The actions of GR32191B, a thromboxane receptor antagonist, on the effects of inhaled PAF on human airways
Article first published online: 27 APR 2006
Clinical & Experimental Allergy
Volume 20, Issue 3, pages 311–317, May 1990
How to Cite
STENTON, S. C., WARD, C., DUDDRIDGE, M., HARRIS, A., PALMER, J. B. D., HENDRICK, D. J. and WALTERS, E.-H. (1990), The actions of GR32191B, a thromboxane receptor antagonist, on the effects of inhaled PAF on human airways. Clinical & Experimental Allergy, 20: 311–317. doi: 10.1111/j.1365-2222.1990.tb02689.x
- Issue published online: 27 APR 2006
- Article first published online: 27 APR 2006
- Submitted 6 September 1989; revised 1 December 1989; accepted 18 December 1989.

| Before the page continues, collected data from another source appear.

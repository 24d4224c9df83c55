// SPDX-License-Identifier: Apache-2.0
// Copyright 2025 Au-Zone Technologies

//! Media graph topology: entities, pads and links.
//!
//! The topology is stored as three index-addressed tables to keep the graph
//! free of reference cycles; entity, pad and link handles are plain indices
//! into the owning [`Topology`].

#![forbid(unsafe_code)]

use std::path::PathBuf;

/// Index of an entity in its [`Topology`].
#[derive(Debug, Clone, Copy, PartialEq, Eq, Hash)]
pub struct EntityId(pub usize);

/// Index of a pad in its [`Topology`].
#[derive(Debug, Clone, Copy, PartialEq, Eq, Hash)]
pub struct PadId(pub usize);

/// Index of a link in its [`Topology`].
#[derive(Debug, Clone, Copy, PartialEq, Eq, Hash)]
pub struct LinkId(pub usize);

/// Entity function, from the media controller `MEDIA_ENT_F_*` codes.
#[derive(Debug, Clone, Copy, PartialEq, Eq)]
pub enum EntityFunction {
    /// An image sensor (`MEDIA_ENT_F_CAM_SENSOR`).
    CameraSensor,
    /// A V4L2 video node (`MEDIA_ENT_F_IO_V4L`).
    IoVideo,
    /// Any other function, carrying the raw kernel code.
    Other(u32),
}

impl EntityFunction {
    const MEDIA_ENT_F_IO_V4L: u32 = 0x0001_0001;
    const MEDIA_ENT_F_CAM_SENSOR: u32 = 0x0002_0001;

    pub fn from_raw(raw: u32) -> EntityFunction {
        match raw {
            Self::MEDIA_ENT_F_CAM_SENSOR => EntityFunction::CameraSensor,
            Self::MEDIA_ENT_F_IO_V4L => EntityFunction::IoVideo,
            other => EntityFunction::Other(other),
        }
    }
}

/// Direction of a pad.
#[derive(Debug, Clone, Copy, PartialEq, Eq)]
pub enum PadDirection {
    Sink,
    Source,
}

/// A media entity: one node of the graph.
#[derive(Debug, Clone)]
pub struct MediaEntity {
    pub name: String,
    pub function: EntityFunction,
    /// Entity id assigned by the kernel, used in link setup ioctls.
    pub kernel_id: u32,
    /// Device node backing the entity, when one exists.
    pub dev_node: Option<PathBuf>,
    /// Pads in pad-index order.
    pub pads: Vec<PadId>,
}

/// A pad: an addressable terminal on an entity.
#[derive(Debug, Clone)]
pub struct MediaPad {
    pub entity: EntityId,
    /// Pad index local to the entity.
    pub index: u32,
    pub direction: PadDirection,
    /// Links terminating or originating at this pad.
    pub links: Vec<LinkId>,
}

/// A directed link between a source pad and a sink pad.
#[derive(Debug, Clone)]
pub struct MediaLink {
    pub source: PadId,
    pub sink: PadId,
    pub enabled: bool,
    /// Immutable links cannot change enable state.
    pub immutable: bool,
}

/// The complete graph of one media device.
#[derive(Debug, Clone, Default)]
pub struct Topology {
    entities: Vec<MediaEntity>,
    pads: Vec<MediaPad>,
    links: Vec<MediaLink>,
}

impl Topology {
    pub fn new() -> Topology {
        Topology::default()
    }

    pub fn add_entity(
        &mut self,
        name: &str,
        function: EntityFunction,
        kernel_id: u32,
        dev_node: Option<PathBuf>,
    ) -> EntityId {
        let id = EntityId(self.entities.len());
        self.entities.push(MediaEntity {
            name: name.to_owned(),
            function,
            kernel_id,
            dev_node,
            pads: Vec::new(),
        });
        id
    }

    pub fn add_pad(&mut self, entity: EntityId, direction: PadDirection) -> PadId {
        let id = PadId(self.pads.len());
        let index = self.entities[entity.0].pads.len() as u32;
        self.pads.push(MediaPad { entity, index, direction, links: Vec::new() });
        self.entities[entity.0].pads.push(id);
        id
    }

    pub fn add_link(&mut self, source: PadId, sink: PadId, enabled: bool, immutable: bool) -> LinkId {
        let id = LinkId(self.links.len());
        self.links.push(MediaLink { source, sink, enabled, immutable });
        self.pads[source.0].links.push(id);
        self.pads[sink.0].links.push(id);
        id
    }

    pub fn entity(&self, id: EntityId) -> &MediaEntity {
        &self.entities[id.0]
    }

    pub fn pad(&self, id: PadId) -> &MediaPad {
        &self.pads[id.0]
    }

    pub fn link(&self, id: LinkId) -> &MediaLink {
        &self.links[id.0]
    }

    pub(crate) fn link_mut(&mut self, id: LinkId) -> &mut MediaLink {
        &mut self.links[id.0]
    }

    pub fn entities(&self) -> &[MediaEntity] {
        &self.entities
    }

    pub fn links(&self) -> &[MediaLink] {
        &self.links
    }

    pub fn entity_by_name(&self, name: &str) -> Option<EntityId> {
        self.entities.iter().position(|e| e.name == name).map(EntityId)
    }

    /// All link ids, for link-state sweeps.
    pub fn link_ids(&self) -> impl Iterator<Item = LinkId> {
        (0..self.links.len()).map(LinkId)
    }
}
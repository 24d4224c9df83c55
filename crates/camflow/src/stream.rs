// SPDX-License-Identifier: Apache-2.0
// Copyright 2025 Au-Zone Technologies

//! Stream configuration types.

use std::fmt;

use crate::buffer::BufferPool;
use crate::fourcc::FourCC;
use crate::geometry::Size;

/// Intended use of a stream, used to pick sensible configuration defaults.
#[derive(Debug, Clone, Copy, PartialEq, Eq)]
pub enum StreamRole {
    StillCapture,
    VideoRecording,
    Viewfinder,
}

/// Client-visible parameters of one stream.
#[derive(Debug, Clone, Copy, PartialEq, Eq)]
pub struct StreamConfiguration {
    pub width: u32,
    pub height: u32,
    pub pixel_format: FourCC,
    pub buffer_count: u32,
}

impl StreamConfiguration {
    pub fn size(&self) -> Size {
        Size::new(self.width, self.height)
    }
}

impl fmt::Display for StreamConfiguration {
    fn fmt(&self, f: &mut fmt::Formatter<'_>) -> fmt::Result {
        write!(
            f,
            "{}x{}-{} ({} buffers)",
            self.width, self.height, self.pixel_format, self.buffer_count
        )
    }
}

/// A logical image-data channel exposed by a camera.
///
/// The stream owns its configuration and, once buffers are allocated, the
/// buffer pool backing it.
pub struct Stream {
    pub(crate) configuration: StreamConfiguration,
    pub(crate) pool: BufferPool,
}

impl Stream {
    pub(crate) fn new(configuration: StreamConfiguration) -> Stream {
        Stream { configuration, pool: BufferPool::new() }
    }

    pub fn configuration(&self) -> &StreamConfiguration {
        &self.configuration
    }

    pub fn pool(&self) -> &BufferPool {
        &self.pool
    }
}

#[cfg(test)]
mod tests {
    use super::*;

    #[test]
    fn test_configuration_display() {
        let cfg = StreamConfiguration {
            width: 1920,
            height: 1080,
            pixel_format: FourCC::IPU3_SGRBG10,
            buffer_count: 4,
        };
        assert_eq!(format!("{}", cfg), "1920x1080-ip3G (4 buffers)");
    }

    #[test]
    fn test_stream_starts_without_buffers() {
        let stream = Stream::new(StreamConfiguration {
            width: 640,
            height: 480,
            pixel_format: FourCC::NV12,
            buffer_count: 4,
        });
        assert!(stream.pool().is_empty());
        assert_eq!(stream.configuration().size(), Size::new(640, 480));
    }
}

We investigated acute bronchoconstriction and changes in airway responsiveness to methacholine following the inhalation of platelet activating factor (PAF) in an open study of 12 non-asthmatic subjects. Ventilatory function was monitored using a flow rate at 30% of vital capacity (V̇30) and airway responsiveness was measured as PD40V̇30, i.e. the dose of metacholine causing a 40% fall in V̇30. PAF (3–422 μg) resulted in dose-related acute bronchoconstriction in 10 of the 12 subjects. There was no association between the airway responsiveness to PAF and to methacholine. Ten subjects showed some increase in airway responsiveness to methacholine 1 or 3 days following PAF. Overall, these changes were statistically significant (P < 0·05) but were of small magnitude (geometric mean PD40V̇30 pre-PAF=457 μg; 24 hr after PAF = 259 μg; 72 hr after PAF =258 μg) and variable: only seven subjects showing increased airway responsiveness on both day 1 and day 3 after PAF. Six subjects who appeared to show increases in airway responsiveness following PAF were re-studied with the inhaled PAF pre-medicated by either placebo or a specific thromboxane receptor antagonist (GR32191B) in a double-blind fashion. GR32191B did not reduce the acute bronchoconstriction due to PAF. In this part of the study, these six subjects did not show significant increases in airway responsiveness following the placebo pre-medicated PAF challenge and so no effect of the drug on airway responsiveness could be shown. We conclude that PAF-induced bronchoconstriction in normal individuals is not mediated by thromboxane and that any increases in airway responsiveness following PAF are frequently poorly sustained, are poorly reproducible, and are not readily detectable.